Stored data:
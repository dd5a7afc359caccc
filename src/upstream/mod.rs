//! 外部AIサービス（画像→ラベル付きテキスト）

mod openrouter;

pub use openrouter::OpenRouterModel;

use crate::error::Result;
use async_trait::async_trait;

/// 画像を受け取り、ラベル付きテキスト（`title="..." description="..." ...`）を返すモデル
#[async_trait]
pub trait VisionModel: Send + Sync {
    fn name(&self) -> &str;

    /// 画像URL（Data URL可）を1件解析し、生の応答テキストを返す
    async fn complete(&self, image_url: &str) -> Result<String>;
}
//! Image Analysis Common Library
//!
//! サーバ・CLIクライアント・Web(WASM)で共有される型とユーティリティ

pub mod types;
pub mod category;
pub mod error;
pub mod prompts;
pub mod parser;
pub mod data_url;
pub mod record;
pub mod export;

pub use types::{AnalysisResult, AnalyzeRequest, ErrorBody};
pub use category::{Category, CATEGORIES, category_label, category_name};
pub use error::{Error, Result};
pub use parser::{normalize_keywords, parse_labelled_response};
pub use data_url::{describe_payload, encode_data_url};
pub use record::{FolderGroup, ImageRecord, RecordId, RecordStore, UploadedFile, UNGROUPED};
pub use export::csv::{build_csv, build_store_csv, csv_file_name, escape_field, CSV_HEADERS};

**Activity:**
From the data, pick out every line that includes "export".

**Completed exercise:**
pub mod export;
pub use export::csv::{build_csv, build_store_csv, csv_file_name, escape_field, CSV_HEADERS};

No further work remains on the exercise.